Data excerpts:

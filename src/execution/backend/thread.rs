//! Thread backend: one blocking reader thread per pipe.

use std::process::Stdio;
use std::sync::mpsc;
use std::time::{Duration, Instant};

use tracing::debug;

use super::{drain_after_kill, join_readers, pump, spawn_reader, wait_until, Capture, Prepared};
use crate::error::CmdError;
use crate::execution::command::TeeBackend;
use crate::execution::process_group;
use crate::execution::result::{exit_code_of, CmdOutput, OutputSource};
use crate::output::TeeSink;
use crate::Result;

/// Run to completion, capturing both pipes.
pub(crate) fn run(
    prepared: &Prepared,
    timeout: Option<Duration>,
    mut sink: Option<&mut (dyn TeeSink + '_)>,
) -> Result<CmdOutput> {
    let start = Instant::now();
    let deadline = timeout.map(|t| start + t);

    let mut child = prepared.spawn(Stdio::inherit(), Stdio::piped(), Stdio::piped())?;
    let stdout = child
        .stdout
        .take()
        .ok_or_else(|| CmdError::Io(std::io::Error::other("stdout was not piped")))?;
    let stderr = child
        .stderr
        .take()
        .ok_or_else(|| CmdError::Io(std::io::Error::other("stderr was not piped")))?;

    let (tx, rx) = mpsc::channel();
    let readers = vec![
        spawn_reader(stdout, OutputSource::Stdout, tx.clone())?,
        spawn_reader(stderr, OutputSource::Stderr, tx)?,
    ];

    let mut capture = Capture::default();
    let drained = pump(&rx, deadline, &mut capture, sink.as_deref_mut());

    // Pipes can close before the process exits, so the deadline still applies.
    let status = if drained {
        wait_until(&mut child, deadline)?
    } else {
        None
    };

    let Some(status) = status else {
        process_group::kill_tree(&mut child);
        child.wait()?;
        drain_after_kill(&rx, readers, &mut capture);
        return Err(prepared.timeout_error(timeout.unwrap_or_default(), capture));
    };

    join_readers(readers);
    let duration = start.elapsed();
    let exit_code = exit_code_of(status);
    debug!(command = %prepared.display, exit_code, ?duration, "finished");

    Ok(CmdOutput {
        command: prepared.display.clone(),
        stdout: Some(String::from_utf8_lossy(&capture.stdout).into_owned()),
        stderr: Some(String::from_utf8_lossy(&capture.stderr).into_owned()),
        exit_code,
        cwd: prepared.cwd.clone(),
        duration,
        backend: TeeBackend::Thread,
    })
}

==

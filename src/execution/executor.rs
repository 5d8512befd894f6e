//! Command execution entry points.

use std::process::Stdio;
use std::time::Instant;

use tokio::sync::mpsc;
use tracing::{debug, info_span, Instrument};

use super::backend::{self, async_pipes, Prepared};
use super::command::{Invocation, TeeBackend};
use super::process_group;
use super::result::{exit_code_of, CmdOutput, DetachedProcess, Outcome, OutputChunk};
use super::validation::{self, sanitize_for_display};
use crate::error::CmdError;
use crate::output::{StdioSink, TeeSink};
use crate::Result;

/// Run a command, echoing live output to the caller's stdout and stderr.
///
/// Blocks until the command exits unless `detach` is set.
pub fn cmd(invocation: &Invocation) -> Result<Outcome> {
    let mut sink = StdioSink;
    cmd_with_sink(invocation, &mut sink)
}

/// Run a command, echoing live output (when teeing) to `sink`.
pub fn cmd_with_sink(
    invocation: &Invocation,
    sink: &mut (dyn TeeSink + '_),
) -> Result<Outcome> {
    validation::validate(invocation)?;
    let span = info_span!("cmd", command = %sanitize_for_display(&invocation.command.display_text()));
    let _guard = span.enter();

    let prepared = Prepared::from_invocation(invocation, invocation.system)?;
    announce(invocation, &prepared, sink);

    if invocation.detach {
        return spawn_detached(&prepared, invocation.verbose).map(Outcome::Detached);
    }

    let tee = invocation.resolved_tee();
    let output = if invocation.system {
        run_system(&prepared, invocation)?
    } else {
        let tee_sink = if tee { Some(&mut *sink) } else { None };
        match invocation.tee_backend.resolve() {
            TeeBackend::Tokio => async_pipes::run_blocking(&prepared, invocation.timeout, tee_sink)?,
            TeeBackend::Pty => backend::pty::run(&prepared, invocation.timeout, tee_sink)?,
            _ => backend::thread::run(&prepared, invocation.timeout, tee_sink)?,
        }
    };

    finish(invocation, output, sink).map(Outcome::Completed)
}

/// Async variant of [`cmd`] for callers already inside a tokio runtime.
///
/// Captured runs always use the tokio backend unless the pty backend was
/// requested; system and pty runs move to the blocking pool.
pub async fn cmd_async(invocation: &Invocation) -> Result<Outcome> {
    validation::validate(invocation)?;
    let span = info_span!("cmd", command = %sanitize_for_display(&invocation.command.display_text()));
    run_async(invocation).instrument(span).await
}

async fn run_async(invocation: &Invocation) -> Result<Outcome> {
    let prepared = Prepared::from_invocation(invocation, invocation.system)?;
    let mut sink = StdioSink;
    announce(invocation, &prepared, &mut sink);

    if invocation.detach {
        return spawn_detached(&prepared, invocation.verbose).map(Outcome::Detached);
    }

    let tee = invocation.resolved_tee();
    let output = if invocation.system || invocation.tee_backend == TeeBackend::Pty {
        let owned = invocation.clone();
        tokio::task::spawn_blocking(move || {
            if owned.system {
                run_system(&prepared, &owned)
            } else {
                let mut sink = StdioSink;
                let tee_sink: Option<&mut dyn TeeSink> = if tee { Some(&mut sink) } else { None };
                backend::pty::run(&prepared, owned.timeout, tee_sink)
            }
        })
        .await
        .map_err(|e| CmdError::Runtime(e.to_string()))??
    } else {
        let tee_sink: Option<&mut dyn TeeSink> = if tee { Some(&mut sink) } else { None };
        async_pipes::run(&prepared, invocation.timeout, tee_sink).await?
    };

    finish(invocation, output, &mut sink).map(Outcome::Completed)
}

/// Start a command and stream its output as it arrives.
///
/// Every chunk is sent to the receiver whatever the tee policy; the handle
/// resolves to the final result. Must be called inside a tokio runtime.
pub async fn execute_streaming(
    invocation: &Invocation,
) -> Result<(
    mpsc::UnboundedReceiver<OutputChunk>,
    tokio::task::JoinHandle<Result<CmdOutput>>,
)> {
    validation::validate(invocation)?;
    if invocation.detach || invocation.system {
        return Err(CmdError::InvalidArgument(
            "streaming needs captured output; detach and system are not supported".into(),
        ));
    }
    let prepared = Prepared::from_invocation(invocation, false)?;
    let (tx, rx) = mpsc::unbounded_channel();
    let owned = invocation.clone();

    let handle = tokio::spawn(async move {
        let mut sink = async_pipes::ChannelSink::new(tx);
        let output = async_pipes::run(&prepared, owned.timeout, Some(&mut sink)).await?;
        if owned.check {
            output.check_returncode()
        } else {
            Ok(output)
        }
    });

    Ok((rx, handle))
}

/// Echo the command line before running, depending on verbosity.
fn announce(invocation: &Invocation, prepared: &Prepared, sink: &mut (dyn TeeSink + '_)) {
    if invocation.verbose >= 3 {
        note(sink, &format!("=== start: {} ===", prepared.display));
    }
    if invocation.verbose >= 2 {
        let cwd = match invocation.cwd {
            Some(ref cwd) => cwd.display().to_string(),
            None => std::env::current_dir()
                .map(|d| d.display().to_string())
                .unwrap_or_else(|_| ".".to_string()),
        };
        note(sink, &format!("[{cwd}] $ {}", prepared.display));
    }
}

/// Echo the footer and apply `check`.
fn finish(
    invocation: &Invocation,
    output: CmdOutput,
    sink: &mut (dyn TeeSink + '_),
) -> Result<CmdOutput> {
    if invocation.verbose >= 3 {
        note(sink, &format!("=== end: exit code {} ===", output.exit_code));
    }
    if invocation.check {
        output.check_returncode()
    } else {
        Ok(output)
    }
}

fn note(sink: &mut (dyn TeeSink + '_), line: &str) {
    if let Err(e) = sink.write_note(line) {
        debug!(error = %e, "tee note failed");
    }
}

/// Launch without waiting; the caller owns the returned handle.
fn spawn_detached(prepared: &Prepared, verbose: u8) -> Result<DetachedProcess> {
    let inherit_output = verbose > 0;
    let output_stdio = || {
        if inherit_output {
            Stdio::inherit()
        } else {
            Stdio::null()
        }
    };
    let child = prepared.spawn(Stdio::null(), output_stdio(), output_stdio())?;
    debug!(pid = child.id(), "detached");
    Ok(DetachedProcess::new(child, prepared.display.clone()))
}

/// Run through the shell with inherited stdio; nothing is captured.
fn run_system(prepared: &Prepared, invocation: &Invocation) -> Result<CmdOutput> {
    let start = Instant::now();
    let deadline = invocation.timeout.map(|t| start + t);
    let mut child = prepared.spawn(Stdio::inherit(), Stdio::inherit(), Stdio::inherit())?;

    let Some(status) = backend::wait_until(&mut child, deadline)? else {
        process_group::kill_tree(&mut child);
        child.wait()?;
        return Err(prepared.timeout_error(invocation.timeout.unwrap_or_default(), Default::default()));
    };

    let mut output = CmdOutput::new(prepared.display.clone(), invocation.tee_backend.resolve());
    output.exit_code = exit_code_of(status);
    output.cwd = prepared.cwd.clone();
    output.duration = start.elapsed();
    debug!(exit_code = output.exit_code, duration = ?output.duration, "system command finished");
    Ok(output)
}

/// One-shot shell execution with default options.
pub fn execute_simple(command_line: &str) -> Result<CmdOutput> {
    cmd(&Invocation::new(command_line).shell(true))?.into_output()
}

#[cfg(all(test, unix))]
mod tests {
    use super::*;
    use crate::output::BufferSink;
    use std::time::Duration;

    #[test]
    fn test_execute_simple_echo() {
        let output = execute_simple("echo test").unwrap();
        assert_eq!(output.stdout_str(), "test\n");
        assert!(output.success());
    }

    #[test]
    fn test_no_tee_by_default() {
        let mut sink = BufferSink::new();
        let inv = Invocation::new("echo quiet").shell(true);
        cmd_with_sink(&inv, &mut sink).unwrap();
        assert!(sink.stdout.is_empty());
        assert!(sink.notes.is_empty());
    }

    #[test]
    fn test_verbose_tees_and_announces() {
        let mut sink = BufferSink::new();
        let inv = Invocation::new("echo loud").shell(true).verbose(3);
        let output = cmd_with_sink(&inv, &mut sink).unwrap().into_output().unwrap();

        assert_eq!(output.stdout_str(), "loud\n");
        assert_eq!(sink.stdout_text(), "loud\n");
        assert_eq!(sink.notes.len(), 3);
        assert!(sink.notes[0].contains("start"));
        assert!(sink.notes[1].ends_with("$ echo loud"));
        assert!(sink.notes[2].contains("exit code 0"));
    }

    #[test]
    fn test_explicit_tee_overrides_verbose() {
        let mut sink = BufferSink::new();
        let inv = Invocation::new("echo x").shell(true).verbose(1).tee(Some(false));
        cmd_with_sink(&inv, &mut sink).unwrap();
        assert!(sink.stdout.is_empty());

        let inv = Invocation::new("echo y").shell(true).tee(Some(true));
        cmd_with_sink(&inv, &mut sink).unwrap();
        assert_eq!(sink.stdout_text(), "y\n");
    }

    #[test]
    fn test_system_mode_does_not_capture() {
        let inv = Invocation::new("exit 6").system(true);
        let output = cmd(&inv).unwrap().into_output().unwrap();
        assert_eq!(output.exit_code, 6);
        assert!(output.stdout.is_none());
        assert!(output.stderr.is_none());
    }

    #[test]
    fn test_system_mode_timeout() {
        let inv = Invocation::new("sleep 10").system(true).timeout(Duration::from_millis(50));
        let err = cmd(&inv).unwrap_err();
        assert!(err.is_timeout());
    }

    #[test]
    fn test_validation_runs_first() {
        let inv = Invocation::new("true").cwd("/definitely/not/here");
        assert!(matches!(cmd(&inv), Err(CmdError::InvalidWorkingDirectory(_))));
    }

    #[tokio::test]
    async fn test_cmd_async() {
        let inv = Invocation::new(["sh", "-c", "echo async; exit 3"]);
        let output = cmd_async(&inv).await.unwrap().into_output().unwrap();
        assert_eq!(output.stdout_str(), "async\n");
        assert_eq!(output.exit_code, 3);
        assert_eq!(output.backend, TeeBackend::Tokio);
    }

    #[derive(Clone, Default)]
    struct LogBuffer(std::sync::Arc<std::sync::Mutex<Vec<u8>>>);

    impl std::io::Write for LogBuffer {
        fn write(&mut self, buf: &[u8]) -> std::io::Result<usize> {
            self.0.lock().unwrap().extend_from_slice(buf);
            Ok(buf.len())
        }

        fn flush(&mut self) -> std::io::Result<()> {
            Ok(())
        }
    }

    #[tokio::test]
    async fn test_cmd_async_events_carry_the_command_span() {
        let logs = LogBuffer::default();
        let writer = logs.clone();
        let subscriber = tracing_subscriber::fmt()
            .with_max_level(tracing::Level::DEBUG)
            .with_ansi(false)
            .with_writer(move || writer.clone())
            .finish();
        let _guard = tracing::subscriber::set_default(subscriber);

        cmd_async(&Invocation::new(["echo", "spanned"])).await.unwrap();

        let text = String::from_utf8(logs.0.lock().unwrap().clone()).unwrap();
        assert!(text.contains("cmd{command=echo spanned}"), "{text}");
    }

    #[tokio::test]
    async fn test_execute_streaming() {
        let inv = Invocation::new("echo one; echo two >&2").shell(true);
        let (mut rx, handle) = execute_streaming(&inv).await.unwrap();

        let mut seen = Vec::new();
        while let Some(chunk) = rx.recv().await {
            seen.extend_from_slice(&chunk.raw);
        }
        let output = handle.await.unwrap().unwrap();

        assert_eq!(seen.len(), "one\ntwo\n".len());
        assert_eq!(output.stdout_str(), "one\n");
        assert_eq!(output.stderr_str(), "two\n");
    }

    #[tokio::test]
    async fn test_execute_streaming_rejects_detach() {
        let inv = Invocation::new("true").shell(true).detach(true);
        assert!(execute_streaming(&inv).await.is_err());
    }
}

...

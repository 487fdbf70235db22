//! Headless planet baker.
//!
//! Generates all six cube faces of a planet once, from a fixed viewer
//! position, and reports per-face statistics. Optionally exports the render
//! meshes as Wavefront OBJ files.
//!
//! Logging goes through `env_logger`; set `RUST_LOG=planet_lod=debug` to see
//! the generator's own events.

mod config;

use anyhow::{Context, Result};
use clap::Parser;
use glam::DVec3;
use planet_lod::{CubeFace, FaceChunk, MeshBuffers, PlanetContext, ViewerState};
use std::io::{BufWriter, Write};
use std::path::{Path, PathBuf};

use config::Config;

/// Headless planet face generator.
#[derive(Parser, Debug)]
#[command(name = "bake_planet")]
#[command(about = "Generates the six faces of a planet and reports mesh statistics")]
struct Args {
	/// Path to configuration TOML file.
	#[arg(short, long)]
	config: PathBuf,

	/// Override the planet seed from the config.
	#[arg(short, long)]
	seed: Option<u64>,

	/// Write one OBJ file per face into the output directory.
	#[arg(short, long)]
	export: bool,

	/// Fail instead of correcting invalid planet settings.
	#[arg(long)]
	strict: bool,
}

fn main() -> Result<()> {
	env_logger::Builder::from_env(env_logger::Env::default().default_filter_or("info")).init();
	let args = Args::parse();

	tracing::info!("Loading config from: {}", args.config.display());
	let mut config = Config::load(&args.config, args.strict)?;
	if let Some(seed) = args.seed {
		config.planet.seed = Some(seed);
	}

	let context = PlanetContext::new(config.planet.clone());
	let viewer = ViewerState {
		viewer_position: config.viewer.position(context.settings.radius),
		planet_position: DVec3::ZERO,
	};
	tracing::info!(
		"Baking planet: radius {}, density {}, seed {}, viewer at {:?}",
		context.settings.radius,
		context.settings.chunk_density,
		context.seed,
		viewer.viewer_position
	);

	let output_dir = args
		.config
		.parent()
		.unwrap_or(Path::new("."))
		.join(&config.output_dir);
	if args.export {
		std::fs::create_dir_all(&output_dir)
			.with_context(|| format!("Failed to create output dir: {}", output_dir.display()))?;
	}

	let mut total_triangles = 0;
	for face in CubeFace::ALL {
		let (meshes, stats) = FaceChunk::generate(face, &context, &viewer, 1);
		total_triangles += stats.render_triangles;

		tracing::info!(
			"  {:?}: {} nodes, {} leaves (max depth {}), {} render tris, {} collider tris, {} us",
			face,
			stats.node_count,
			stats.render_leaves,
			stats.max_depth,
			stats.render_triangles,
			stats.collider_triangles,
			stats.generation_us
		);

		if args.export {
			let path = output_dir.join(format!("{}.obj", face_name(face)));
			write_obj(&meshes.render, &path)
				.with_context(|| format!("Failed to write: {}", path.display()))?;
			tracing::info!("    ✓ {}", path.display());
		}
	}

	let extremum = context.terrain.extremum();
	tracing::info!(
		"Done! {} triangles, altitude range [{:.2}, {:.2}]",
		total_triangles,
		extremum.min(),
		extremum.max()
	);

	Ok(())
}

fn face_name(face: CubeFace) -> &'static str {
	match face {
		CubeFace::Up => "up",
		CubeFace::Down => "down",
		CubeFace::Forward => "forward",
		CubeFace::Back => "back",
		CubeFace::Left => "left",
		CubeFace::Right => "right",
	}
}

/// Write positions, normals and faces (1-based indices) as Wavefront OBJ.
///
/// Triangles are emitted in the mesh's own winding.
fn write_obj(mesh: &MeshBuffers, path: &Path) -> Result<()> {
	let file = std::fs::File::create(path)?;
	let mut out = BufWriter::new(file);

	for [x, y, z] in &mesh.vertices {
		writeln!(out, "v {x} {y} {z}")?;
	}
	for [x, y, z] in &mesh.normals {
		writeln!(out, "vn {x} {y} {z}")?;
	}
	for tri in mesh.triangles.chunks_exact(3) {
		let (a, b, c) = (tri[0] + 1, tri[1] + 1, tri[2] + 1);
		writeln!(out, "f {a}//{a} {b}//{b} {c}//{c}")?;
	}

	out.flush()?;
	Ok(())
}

DIRECTIONS FOR THIS TASK:
The lines sought are those in the data above that include the string "piped"; copy each one.

RESPONSE TO THIS EXERCISE:
    let mut child = prepared.spawn(Stdio::inherit(), Stdio::piped(), Stdio::piped())?;
        .ok_or_else(|| CmdError::Io(std::io::Error::other("stdout was not piped")))?;
        .ok_or_else(|| CmdError::Io(std::io::Error::other("stderr was not piped")))?;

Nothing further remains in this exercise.